// ─────────────────────────────────────────────
// Tests
// ─────────────────────────────────────────────

#[cfg(test)]
mod tests {
    use super::*;

    #[test]
    fn test_find_by_model_claude() {
        let spec = find_by_model("claude-sonnet-4-20250514").unwrap();
        assert_eq!(spec.name, "anthropic");
    }

    #[test]
    fn test_find_by_model_gpt() {
        let spec = find_by_model("gpt-4o-mini").unwrap();
        assert_eq!(spec.name, "openai");
    }

    #[test]
    fn test_find_by_model_deepseek() {
        let spec = find_by_model("deepseek-chat").unwrap();
        assert_eq!(spec.name, "deepseek");
    }

    #[test]
    fn test_find_by_model_qwen() {
        let spec = find_by_model("qwen-turbo").unwrap();
        assert_eq!(spec.name, "dashscope");
    }

    #[test]
    fn test_find_by_model_gemini() {
        let spec = find_by_model("gemini-2.0-flash").unwrap();
        assert_eq!(spec.name, "gemini");
    }

    #[test]
    fn test_find_by_model_groq() {
        let spec = find_by_model("groq/llama-3.3-70b").unwrap();
        assert_eq!(spec.name, "groq");
    }

    #[test]
    fn test_find_by_model_kimi() {
        let spec = find_by_model("kimi-k2.5-preview").unwrap();
        assert_eq!(spec.name, "moonshot");
    }

    #[test]
    fn test_find_by_model_glm() {
        let spec = find_by_model("glm-4-flash").unwrap();
        assert_eq!(spec.name, "zhipu");
    }

    #[test]
    fn test_find_by_model_skips_gateway() {
        // "openrouter" is a gateway — should NOT match directly
        let spec = find_by_model("openrouter/anthropic/claude-3");
        // This matches anthropic, not openrouter (gateways are skipped)
        assert_eq!(spec.unwrap().name, "anthropic");
    }

    #[test]
    fn test_find_by_model_unknown() {
        let spec = find_by_model("some-random-model-xyz");
        assert!(spec.is_none());
    }

    #[test]
    fn test_find_by_name() {
        let spec = find_by_name("deepseek").unwrap();
        assert_eq!(spec.display_name, "DeepSeek");
        assert_eq!(spec.env_key, "DEEPSEEK_API_KEY");
    }

    #[test]
    fn test_find_gateway_by_key_prefix() {
        let spec = find_gateway(None, Some("sk-or-abc123"), None).unwrap();
        assert_eq!(spec.name, "openrouter");
    }

    #[test]
    fn test_find_gateway_by_name() {
        let spec = find_gateway(Some("aihubmix"), None, None).unwrap();
        assert_eq!(spec.name, "aihubmix");
    }

    #[test]
    fn test_find_gateway_by_base_keyword() {
        let spec = find_gateway(None, None, Some("https://aihubmix.com/v1")).unwrap();
        assert_eq!(spec.name, "aihubmix");
    }

    #[test]
    fn test_find_gateway_none() {
        let spec = find_gateway(None, Some("sk-regular-key"), None);
        assert!(spec.is_none());
    }

    // ── resolve_model_name ──

    #[test]
    fn test_resolve_model_basic_prefix() {
        let spec = find_by_name("deepseek").unwrap();
        // "deepseek-chat" → "deepseek/deepseek-chat"
        assert_eq!(resolve_model_name("deepseek-chat", spec), "deepseek/deepseek-chat");
    }

    #[test]
    fn test_resolve_model_skip_prefix() {
        let spec = find_by_name("deepseek").unwrap();
        // Already has "deepseek/" → don't re-prefix
        assert_eq!(resolve_model_name("deepseek/deepseek-chat", spec), "deepseek/deepseek-chat");
    }

    #[test]
    fn test_resolve_model_no_prefix() {
        let spec = find_by_name("anthropic").unwrap();
        // Anthropic has no prefix
        assert_eq!(resolve_model_name("claude-sonnet-4-20250514", spec), "claude-sonnet-4-20250514");
    }

    #[test]
    fn test_resolve_model_strip_and_reprefix() {
        let spec = find_by_name("aihubmix").unwrap();
        // AiHubMix strips prefix, then adds "openai/"
        // "anthropic/claude-3" → strip → "claude-3" → "openai/claude-3"
        assert_eq!(resolve_model_name("anthropic/claude-3", spec), "openai/claude-3");
    }

    #[test]
    fn test_resolve_model_strip_no_slash() {
        let spec = find_by_name("aihubmix").unwrap();
        // No slash to strip → just prefix
        assert_eq!(resolve_model_name("gpt-4o", spec), "openai/gpt-4o");
    }

    // ── apply_model_overrides ──

    #[test]
    fn test_model_override_kimi_k25() {
        let spec = find_by_name("moonshot").unwrap();
        let temp = apply_model_overrides("kimi-k2.5-preview", spec, 0.7);
        assert_eq!(temp, 1.0);
    }

    #[test]
    fn test_model_override_no_match() {
        let spec = find_by_name("moonshot").unwrap();
        let temp = apply_model_overrides("moonshot-v1", spec, 0.7);
        assert_eq!(temp, 0.7); // Unchanged
    }

    #[test]
    fn test_model_override_not_applicable() {
        let spec = find_by_name("openai").unwrap();
        let temp = apply_model_overrides("gpt-4o", spec, 0.5);
        assert_eq!(temp, 0.5); // No overrides for OpenAI
    }

    // ── match_provider ──

    #[test]
    fn test_match_provider_direct() {
        let mut providers = HashMap::new();
        providers.insert(
            "anthropic".to_string(),
            ProviderConfig {
                api_key: "sk-ant-123".to_string(),
                ..Default::default()
            },
        );

        let (config, spec) = match_provider("claude-sonnet-4-20250514", &providers).unwrap();
        assert_eq!(spec.name, "anthropic");
        assert_eq!(config.api_key, "sk-ant-123");
    }

    #[test]
    fn test_match_provider_gateway_fallback() {
        let mut providers = HashMap::new();
        // Unknown model, but OpenRouter is configured
        providers.insert(
            "openrouter".to_string(),
            ProviderConfig {
                api_key: "sk-or-fallback".to_string(),
                ..Default::default()
            },
        );

        let (config, spec) = match_provider("some-unknown-model", &providers).unwrap();
        assert_eq!(spec.name, "openrouter");
        assert_eq!(config.api_key, "sk-or-fallback");
    }

    #[test]
    fn test_match_provider_no_key() {
        let mut providers = HashMap::new();
        providers.insert(
            "anthropic".to_string(),
            ProviderConfig {
                api_key: "".to_string(), // Empty = not configured
                ..Default::default()
            },
        );

        let result = match_provider("claude-3", &providers);
        assert!(result.is_none());
    }

    // ── PROVIDERS static array ──

    #[test]
    fn test_all_providers_have_unique_names() {
        let names: Vec<&str> = PROVIDERS.iter().map(|s| s.name).collect();
        let mut unique = names.clone();
        unique.sort();
        unique.dedup();
        assert_eq!(names.len(), unique.len(), "Duplicate provider names found");
    }

    #[test]
    fn test_provider_count() {
        assert_eq!(PROVIDERS.len(), 12);
    }
}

• [BRIEF]: Copy every line above exactly.

• [ANSWER SPACE]:
// ─────────────────────────────────────────────
// Tests
// ─────────────────────────────────────────────

#[cfg(test)]
mod tests {
    use super::*;

    #[test]
    fn test_find_by_model_claude() {
        let spec = find_by_model("claude-sonnet-4-20250514").unwrap();
        assert_eq!(spec.name, "anthropic");
    }

    #[test]
    fn test_find_by_model_gpt() {
        let spec = find_by_model("gpt-4o-mini").unwrap();
        assert_eq!(spec.name, "openai");
    }

    #[test]
    fn test_find_by_model_deepseek() {
        let spec = find_by_model("deepseek-chat").unwrap();
        assert_eq!(spec.name, "deepseek");
    }

    #[test]
    fn test_find_by_model_qwen() {
        let spec = find_by_model("qwen-turbo").unwrap();
        assert_eq!(spec.name, "dashscope");
    }

    #[test]
    fn test_find_by_model_gemini() {
        let spec = find_by_model("gemini-2.0-flash").unwrap();
        assert_eq!(spec.name, "gemini");
    }

    #[test]
    fn test_find_by_model_groq() {
        let spec = find_by_model("groq/llama-3.3-70b").unwrap();
        assert_eq!(spec.name, "groq");
    }

    #[test]
    fn test_find_by_model_kimi() {
        let spec = find_by_model("kimi-k2.5-preview").unwrap();
        assert_eq!(spec.name, "moonshot");
    }

    #[test]
    fn test_find_by_model_glm() {
        let spec = find_by_model("glm-4-flash").unwrap();
        assert_eq!(spec.name, "zhipu");
    }

    #[test]
    fn test_find_by_model_skips_gateway() {
        // "openrouter" is a gateway — should NOT match directly
        let spec = find_by_model("openrouter/anthropic/claude-3");
        // This matches anthropic, not openrouter (gateways are skipped)
        assert_eq!(spec.unwrap().name, "anthropic");
    }

    #[test]
    fn test_find_by_model_unknown() {
        let spec = find_by_model("some-random-model-xyz");
        assert!(spec.is_none());
    }

    #[test]
    fn test_find_by_name() {
        let spec = find_by_name("deepseek").unwrap();
        assert_eq!(spec.display_name, "DeepSeek");
        assert_eq!(spec.env_key, "DEEPSEEK_API_KEY");
    }

    #[test]
    fn test_find_gateway_by_key_prefix() {
        let spec = find_gateway(None, Some("sk-or-abc123"), None).unwrap();
        assert_eq!(spec.name, "openrouter");
    }

    #[test]
    fn test_find_gateway_by_name() {
        let spec = find_gateway(Some("aihubmix"), None, None).unwrap();
        assert_eq!(spec.name, "aihubmix");
    }

    #[test]
    fn test_find_gateway_by_base_keyword() {
        let spec = find_gateway(None, None, Some("https://aihubmix.com/v1")).unwrap();
        assert_eq!(spec.name, "aihubmix");
    }

    #[test]
    fn test_find_gateway_none() {
        let spec = find_gateway(None, Some("sk-regular-key"), None);
        assert!(spec.is_none());
    }

    // ── resolve_model_name ──

    #[test]
    fn test_resolve_model_basic_prefix() {
        let spec = find_by_name("deepseek").unwrap();
        // "deepseek-chat" → "deepseek/deepseek-chat"
        assert_eq!(resolve_model_name("deepseek-chat", spec), "deepseek/deepseek-chat");
    }

    #[test]
    fn test_resolve_model_skip_prefix() {
        let spec = find_by_name("deepseek").unwrap();
        // Already has "deepseek/" → don't re-prefix
        assert_eq!(resolve_model_name("deepseek/deepseek-chat", spec), "deepseek/deepseek-chat");
    }

    #[test]
    fn test_resolve_model_no_prefix() {
        let spec = find_by_name("anthropic").unwrap();
        // Anthropic has no prefix
        assert_eq!(resolve_model_name("claude-sonnet-4-20250514", spec), "claude-sonnet-4-20250514");
    }

    #[test]
    fn test_resolve_model_strip_and_reprefix() {
        let spec = find_by_name("aihubmix").unwrap();
        // AiHubMix strips prefix, then adds "openai/"
        // "anthropic/claude-3" → strip → "claude-3" → "openai/claude-3"
        assert_eq!(resolve_model_name("anthropic/claude-3", spec), "openai/claude-3");
    }

    #[test]
    fn test_resolve_model_strip_no_slash() {
        let spec = find_by_name("aihubmix").unwrap();
        // No slash to strip → just prefix
        assert_eq!(resolve_model_name("gpt-4o", spec), "openai/gpt-4o");
    }

    // ── apply_model_overrides ──

    #[test]
    fn test_model_override_kimi_k25() {
        let spec = find_by_name("moonshot").unwrap();
        let temp = apply_model_overrides("kimi-k2.5-preview", spec, 0.7);
        assert_eq!(temp, 1.0);
    }

    #[test]
    fn test_model_override_no_match() {
        let spec = find_by_name("moonshot").unwrap();
        let temp = apply_model_overrides("moonshot-v1", spec, 0.7);
        assert_eq!(temp, 0.7); // Unchanged
    }

    #[test]
    fn test_model_override_not_applicable() {
        let spec = find_by_name("openai").unwrap();
        let temp = apply_model_overrides("gpt-4o", spec, 0.5);
        assert_eq!(temp, 0.5); // No overrides for OpenAI
    }

    // ── match_provider ──

    #[test]
    fn test_match_provider_direct() {
        let mut providers = HashMap::new();
        providers.insert(
            "anthropic".to_string(),
            ProviderConfig {
                api_key: "sk-ant-123".to_string(),
                ..Default::default()
            },
        );

        let (config, spec) = match_provider("claude-sonnet-4-20250514", &providers).unwrap();
        assert_eq!(spec.name, "anthropic");
        assert_eq!(config.api_key, "sk-ant-123");
    }

    #[test]
    fn test_match_provider_gateway_fallback() {
        let mut providers = HashMap::new();
        // Unknown model, but OpenRouter is configured
        providers.insert(
            "openrouter".to_string(),
            ProviderConfig {
                api_key: "sk-or-fallback".to_string(),
                ..Default::default()
            },
        );

        let (config, spec) = match_provider("some-unknown-model", &providers).unwrap();
        assert_eq!(spec.name, "openrouter");
        assert_eq!(config.api_key, "sk-or-fallback");
    }

    #[test]
    fn test_match_provider_no_key() {
        let mut providers = HashMap::new();
        providers.insert(
            "anthropic".to_string(),
            ProviderConfig {
                api_key: "".to_string(), // Empty = not configured
                ..Default::default()
            },
        );

        let result = match_provider("claude-3", &providers);
        assert!(result.is_none());
    }

    // ── PROVIDERS static array ──

    #[test]
    fn test_all_providers_have_unique_names() {
        let names: Vec<&str> = PROVIDERS.iter().map(|s| s.name).collect();
        let mut unique = names.clone();
        unique.sort();
        unique.dedup();
        assert_eq!(names.len(), unique.len(), "Duplicate provider names found");
    }

    #[test]
    fn test_provider_count() {
        assert_eq!(PROVIDERS.len(), 12);
    }
}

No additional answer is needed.